Función nocturna, ligera lluvia y pista muy lodosa. Una vez más, corremos a toda velocidad, en plena escapada, bordeando la recta final. Ahí estamos, sólo nosotros dos, huyendo de ellos, nuestros rivales que lanzan la ofensiva y comienzan su espectacular movimiento. Escuchamos sus soplidos y sus agitadas respiraciones; advertimos sus sombras, cada vez más cerca. Retintos, alazanes, colorados y tordillos que demuestran su forma, su clase y su bravura, destacando con facilidad bajo la luz de la luna. Vienen embalados, acometen a todo vapor. Se filtran por el riel, vuelan por afuera, caracolean entre rivales, cierran desde los últimos escaños manejando el lodazal como si fueran caimanes. Los tenemos prácticamente encima, se nos emparejan. Apretamos aún más el paso, contestamos el desafío. Aparecen los latigazos.

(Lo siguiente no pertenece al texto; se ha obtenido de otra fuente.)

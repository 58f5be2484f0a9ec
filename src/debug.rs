//! Parse traces.
//!
//! Every successful parse returns a [`DebugNode`] tree next to its executor.
//! The tree records which tokens were consumed and under which type tag,
//! and it exists independently of execution: a program can be traced and
//! never run.

use serde::Serialize;

use crate::syntax::Token;

#[derive(Debug, Clone, PartialEq, Serialize)]
#[serde(tag = "node", rename_all = "lowercase")]
pub enum DebugNode {
    /// A consumed token, tagged with the type that consumed it.
    Leaf { tag: String, token: Token },
    /// An ordered group of child traces produced under one type tag.
    Branch { tag: String, children: Vec<DebugNode> },
}

impl DebugNode {
    pub fn leaf(tag: impl Into<String>, token: Token) -> Self {
        DebugNode::Leaf {
            tag: tag.into(),
            token,
        }
    }

    pub fn branch(tag: impl Into<String>, children: Vec<DebugNode>) -> Self {
        DebugNode::Branch {
            tag: tag.into(),
            children,
        }
    }

    pub fn tag(&self) -> &str {
        match self {
            DebugNode::Leaf { tag, .. } | DebugNode::Branch { tag, .. } => tag,
        }
    }

    /// Splices `node` in as the first child and re-tags the result.
    ///
    /// A branch keeps its children after the new one; a leaf becomes the
    /// second child of a two-child branch.
    pub fn prepend(self, tag: impl Into<String>, node: DebugNode) -> DebugNode {
        match self {
            DebugNode::Branch { mut children, .. } => {
                children.insert(0, node);
                DebugNode::branch(tag, children)
            }
            leaf @ DebugNode::Leaf { .. } => DebugNode::branch(tag, vec![node, leaf]),
        }
    }

    /// Token values only: `[add 1 [mul 2 3]]`.
    pub fn show_tokens(&self) -> String {
        match self {
            DebugNode::Leaf { token, .. } => token.to_string(),
            DebugNode::Branch { children, .. } => {
                let inner: Vec<String> = children.iter().map(DebugNode::show_tokens).collect();
                format!("[{}]", inner.join(" "))
            }
        }
    }

    /// Token values with their tags: `value:[fn:add number:1]`.
    pub fn typed_tokens(&self) -> String {
        match self {
            DebugNode::Leaf { tag, token } => format!("{tag}:{token}"),
            DebugNode::Branch { tag, children } => {
                let inner: Vec<String> = children.iter().map(DebugNode::typed_tokens).collect();
                format!("{tag}:[{}]", inner.join(" "))
            }
        }
    }

    /// Every consumed token, left to right.
    pub fn tokens(&self) -> Vec<&Token> {
        let mut out = Vec::new();
        self.collect_tokens(&mut out);
        out
    }

    fn collect_tokens<'a>(&'a self, out: &mut Vec<&'a Token>) {
        match self {
            DebugNode::Leaf { token, .. } => out.push(token),
            DebugNode::Branch { children, .. } => {
                for child in children {
                    child.collect_tokens(out);
                }
            }
        }
    }
}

Es todo un furor. El deseo desbordado, el derroche de poderío, adrenalina y tenacidad. Peleamos al parejo, metro a metro. Nos presionan cabeza con cabeza, nariz con nariz. Somos más fuertes, más profundos, agresivos y experimentados. Sabemos qué hacer, siempre es el mismo camino, ya lo hemos transitado muchas veces. Todo resulta conocido: las últimas doscientas yardas, la tribuna, el interés que desata la llegada a la meta y los cientos de gargantas atrofiadas por la emoción.
Fueteando por la izquierda, con tranco firme, obteniendo la ligereza y la elegancia conjugadas, constantes y aguerridos hasta el último aliento, comienza el despegue definitivo. Aumentamos gradualmente la ventaja, y la idea es seguir corriendo. Cada vez más rápido, cada vez más fuerte, dejando atrás a esos perdedores respetables, a esos campeones sin corona. Nadie nos ganará hoy, sin duda, no lo harán.